We will also look at gardens very differently. That will be less places ‘for the beautiful’ (they will remain quite beautiful) , but more four seasons of healthy, healing environments that we will not be able to live without. Our technology can help us get the Earth back to health, but we’re going to need the flora and fauna around us to stay healthy. As a result, there is also a good chance that we will look at and care for everything that lives in the garden with much more respect. Our living environment must become greener, especially in the cities. If you now look out over a city from a high building, you mainly see bare roofs and walls. That has to change.


To name a few
There are strong indications that the Earth’s magnetic field (the electromagnetic or magnetoelectric field around the Earth) is weakening. Measurements show that. It is a process that has been going on since the 1980s. The effect of that field is that it deflects and repels radiation from the cosmos. It protects the Earth. As the strength of that field decreases, more radiation can reach the Earth’s surface and even the Earth’s interior. That seems to be happening now, and it may have a warming effect on the viscous magma layer beneath the Earth’s crust. It could also explain the worldwide increase in the aforementioned earthquakes, tsunamis and volcanic eruptions. The Earth is restless.

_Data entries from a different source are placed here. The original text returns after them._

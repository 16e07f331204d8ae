//! Raw agent output and poll-attempt results
//!
//! The fetch-output endpoint returns a JSON document whose `output`
//! field is polymorphic: the platform may report a log string, an
//! array of URL strings, an array of objects, or a single object.
//! The full response is kept verbatim so it can be persisted exactly
//! as received.

use serde_json::{Map, Value};

/// Full fetch-output response, kept verbatim for persistence.
pub type RawOutput = Value;

/// Result of a single poll attempt against the fetch-output endpoint.
#[derive(Debug)]
pub enum PollResult {
    /// Output not yet available; the attempt is consumed.
    Pending,
    /// Output is available; carries the full response verbatim.
    Ready(RawOutput),
    /// The fetch itself failed (network/parse); the attempt is
    /// consumed and polling continues.
    TransientError(String),
}

/// Structural classification of the polymorphic `output` field.
///
/// Classified once, then matched; extraction never probes the value
/// ad hoc.
#[derive(Debug, Clone, PartialEq)]
pub enum OutputShape {
    /// `["https://…", …]`
    ArrayOfStrings(Vec<String>),
    /// `[{"url": "https://…", …}, …]`
    ArrayOfObjects(Vec<Map<String, Value>>),
    /// A bare string: a single URL or a free-form log blob.
    Text(String),
    /// A single object, possibly carrying a `url` field.
    Object(Map<String, Value>),
    /// Null, numbers, mixed arrays, anything else.
    Other,
}

impl OutputShape {
    /// Classify an `output` value into its structural shape.
    ///
    /// An array is `ArrayOfStrings` only when every element is a
    /// string, and `ArrayOfObjects` only when every element is an
    /// object; mixed arrays fall through to `Other` and are handled
    /// by the text-scan fallback.
    pub fn classify(output: &Value) -> Self {
        match output {
            Value::Array(items) => {
                if items.iter().all(Value::is_string) {
                    OutputShape::ArrayOfStrings(
                        items
                            .iter()
                            .filter_map(Value::as_str)
                            .map(str::to_owned)
                            .collect(),
                    )
                } else if items.iter().all(Value::is_object) {
                    OutputShape::ArrayOfObjects(
                        items
                            .iter()
                            .filter_map(Value::as_object)
                            .cloned()
                            .collect(),
                    )
                } else {
                    OutputShape::Other
                }
            }
            Value::String(s) => OutputShape::Text(s.clone()),
            Value::Object(map) => OutputShape::Object(map.clone()),
            _ => OutputShape::Other,
        }
    }
}

/// Readiness predicate over a full fetch-output response.
///
/// The `output` field must be present and non-null; when it is an
/// array it must also be non-empty. An empty string or empty object
/// still counts as ready, matching the platform's behavior for
/// agents that produce no log lines.
pub fn output_ready(raw: &RawOutput) -> bool {
    match raw.get("output") {
        None | Some(Value::Null) => false,
        Some(Value::Array(items)) => !items.is_empty(),
        Some(_) => true,
    }
}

We expect milder and shorter winters, but things could be different!
The temperate climate in our part of the world is largely determined by the warm Gulf Stream that flows from the Gulf of Mexico, crosses the Atlantic Ocean and flows north along the coasts of Western Europe. At the height of Iceland, this ocean current bends again to the west, towards Greenland. By this time, the water has cooled to the point where it sinks to the bottom and flows south again along the eastern coast of North America, toward the Gulf of Mexico. There are indications that this current is also weakening. In the distant past, it has already shortened, when it already moved westwards near Spain and did not reach the northern areas. The result is very harsh winters in much of Western Europe. So that could happen again.

The wind pattern also seems to change
In the past, the wind pattern in our regions was mainly an alternation of westerly and easterly air currents. But that too is changing for reasons not yet fully elucidated. The wind pattern is becoming more meridional. This means that the air currents blow much more often than before in the northern hemisphere in large curves to or from the north or south. In the winter this can cause severe cold and a lot of snow, in the summer it can be rainy for longer or very dry. The effect of increasing meridional currents is a less stable weather picture than in the past when the higher blowing jet stream was stronger. The new effect may be caused by global warming and the melting of Arctic ice. A relationship has already been shown between a moderate El Nino(a warm ocean current in the Pacific) and the increase in meridional currents in the Northern Hemisphere.


The Earth is still quietly orbiting the sun, but is adjusting itself. Some of the causes of this, for example CO2 emissions, lie with ourselves. We urgently need to do something about this. Another part is beyond us. We’re not sure what exactly happens and why. But we have to keep in mind that a lot is going to change and adapt, because each of us will increasingly have to deal with it. The living layer on our planet is maturing within us. This also gives us more responsibility for everything that lives. A responsibility that starts in our immediate environment: our house, our garden, our street. Everywhere where people are.